What to do
Nothing is needed except the lines below that run from the one with "pub struct DenseBits" through the one with "pub fn get(&self, index: usize)", repeated exactly.

(Saved data entries)

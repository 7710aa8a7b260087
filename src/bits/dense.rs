//! Dense word-backed bit store.

use std::fmt;

use super::BitStore;

const WORD_BITS: usize = 64;

/// Bit store backed by a vector of 64-bit words.
///
/// The logical size is fixed at construction; the word vector may be
/// shorter than the size implies after [`compact`](DenseBits::compact),
/// in which case the missing tail reads as all-clear and grows back on
/// demand.
#[derive(Clone)]
pub struct DenseBits {
    words: Vec<u64>,
    size: usize,
}

impl DenseBits {
    /// Create an all-clear store with `size` bit slots.
    pub fn new(size: usize) -> Self {
        DenseBits {
            words: vec![0; size.div_ceil(WORD_BITS)],
            size,
        }
    }

    /// Number of bit slots.
    pub fn size(&self) -> usize {
        self.size
    }

    /// Whether the bit at `index` is set.
    pub fn get(&self, index: usize) -> bool {
        debug_assert!(index < self.size, "bit index {} out of range", index);
        match self.words.get(index / WORD_BITS) {
            Some(word) => word & (1u64 << (index % WORD_BITS)) != 0,
            None => false,
        }
    }

    /// Set the bit at `index`, regrowing a compacted tail if needed.
    pub fn set(&mut self, index: usize) {
        debug_assert!(index < self.size, "bit index {} out of range", index);
        let word = index / WORD_BITS;
        if word >= self.words.len() {
            self.words.resize(word + 1, 0);
        }
        self.words[word] |= 1u64 << (index % WORD_BITS);
    }

    /// Clear the bit at `index`.
    pub fn clear(&mut self, index: usize) {
        debug_assert!(index < self.size, "bit index {} out of range", index);
        if let Some(word) = self.words.get_mut(index / WORD_BITS) {
            *word &= !(1u64 << (index % WORD_BITS));
        }
    }

    /// Number of set bits.
    pub fn count_ones(&self) -> usize {
        self.words.iter().map(|w| w.count_ones() as usize).sum()
    }

    /// OR every set bit of `other`, a same-sized store, into `self`.
    pub fn union(&mut self, other: &DenseBits) {
        debug_assert_eq!(self.size, other.size);
        if other.words.len() > self.words.len() {
            self.words.resize(other.words.len(), 0);
        }
        for (word, theirs) in self.words.iter_mut().zip(&other.words) {
            *word |= theirs;
        }
    }

    /// Flip every bit of `self` whose position is set in `other`, a
    /// same-sized store.
    pub fn xor(&mut self, other: &DenseBits) {
        debug_assert_eq!(self.size, other.size);
        if other.words.len() > self.words.len() {
            self.words.resize(other.words.len(), 0);
        }
        for (word, theirs) in self.words.iter_mut().zip(&other.words) {
            *word ^= theirs;
        }
    }

    /// Fraction of bits set, in `[0, 1]`.
    pub fn fill_ratio(&self) -> f64 {
        if self.size == 0 {
            return 0.0;
        }
        self.count_ones() as f64 / self.size as f64
    }

    /// Drop all-clear trailing words and release spare capacity.
    ///
    /// Purely a storage optimization; the logical contents are unchanged.
    pub fn compact(&mut self) {
        while self.words.last() == Some(&0) {
            self.words.pop();
        }
        self.words.shrink_to_fit();
    }

    /// Index of the first set bit at or after `from`, if any.
    pub fn next_set(&self, from: usize) -> Option<usize> {
        if from >= self.size {
            return None;
        }
        let mut wi = from / WORD_BITS;
        if wi >= self.words.len() {
            return None;
        }
        let mut word = self.words[wi] & (!0u64 << (from % WORD_BITS));
        loop {
            if word != 0 {
                let index = wi * WORD_BITS + word.trailing_zeros() as usize;
                return (index < self.size).then_some(index);
            }
            wi += 1;
            if wi >= self.words.len() {
                return None;
            }
            word = self.words[wi];
        }
    }

    /// Index of the first clear bit at or after `from`, if any.
    pub fn next_clear(&self, from: usize) -> Option<usize> {
        if from >= self.size {
            return None;
        }
        let mut wi = from / WORD_BITS;
        if wi >= self.words.len() {
            return Some(from);
        }
        let mut word = !self.words[wi] & (!0u64 << (from % WORD_BITS));
        loop {
            if word != 0 {
                let index = wi * WORD_BITS + word.trailing_zeros() as usize;
                return (index < self.size).then_some(index);
            }
            wi += 1;
            if wi >= self.words.len() {
                let index = wi * WORD_BITS;
                return (index < self.size).then_some(index);
            }
            word = !self.words[wi];
        }
    }
}

impl BitStore for DenseBits {
    fn size(&self) -> usize {
        DenseBits::size(self)
    }

    fn get(&self, index: usize) -> bool {
        DenseBits::get(self, index)
    }

    fn set(&mut self, index: usize) {
        DenseBits::set(self, index)
    }

    fn clear(&mut self, index: usize) {
        DenseBits::clear(self, index)
    }

    fn next_set(&self, from: usize) -> Option<usize> {
        DenseBits::next_set(self, from)
    }

    fn next_clear(&self, from: usize) -> Option<usize> {
        DenseBits::next_clear(self, from)
    }

    fn count_ones(&self) -> usize {
        DenseBits::count_ones(self)
    }

    fn compact(&mut self) {
        DenseBits::compact(self)
    }
}

impl PartialEq for DenseBits {
    fn eq(&self, other: &Self) -> bool {
        if self.size != other.size {
            return false;
        }
        let longest = self.words.len().max(other.words.len());
        (0..longest).all(|i| {
            self.words.get(i).copied().unwrap_or(0) == other.words.get(i).copied().unwrap_or(0)
        })
    }
}

impl Eq for DenseBits {}

impl fmt::Debug for DenseBits {
    fn fmt(&self, f: &mut fmt::Formatter<'_>) -> fmt::Result {
        write!(
            f,
            "DenseBits {{ size: {}, ones: {}, fill: {:.2}% }}",
            self.size,
            self.count_ones(),
            self.fill_ratio() * 100.0
        )
    }
}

Solution to this exercise
pub struct DenseBits {
    words: Vec<u64>,
    size: usize,
}

impl DenseBits {
    /// Create an all-clear store with `size` bit slots.
    pub fn new(size: usize) -> Self {
        DenseBits {
            words: vec![0; size.div_ceil(WORD_BITS)],
            size,
        }
    }

    /// Number of bit slots.
    pub fn size(&self) -> usize {
        self.size
    }

    /// Whether the bit at `index` is set.
    pub fn get(&self, index: usize) -> bool {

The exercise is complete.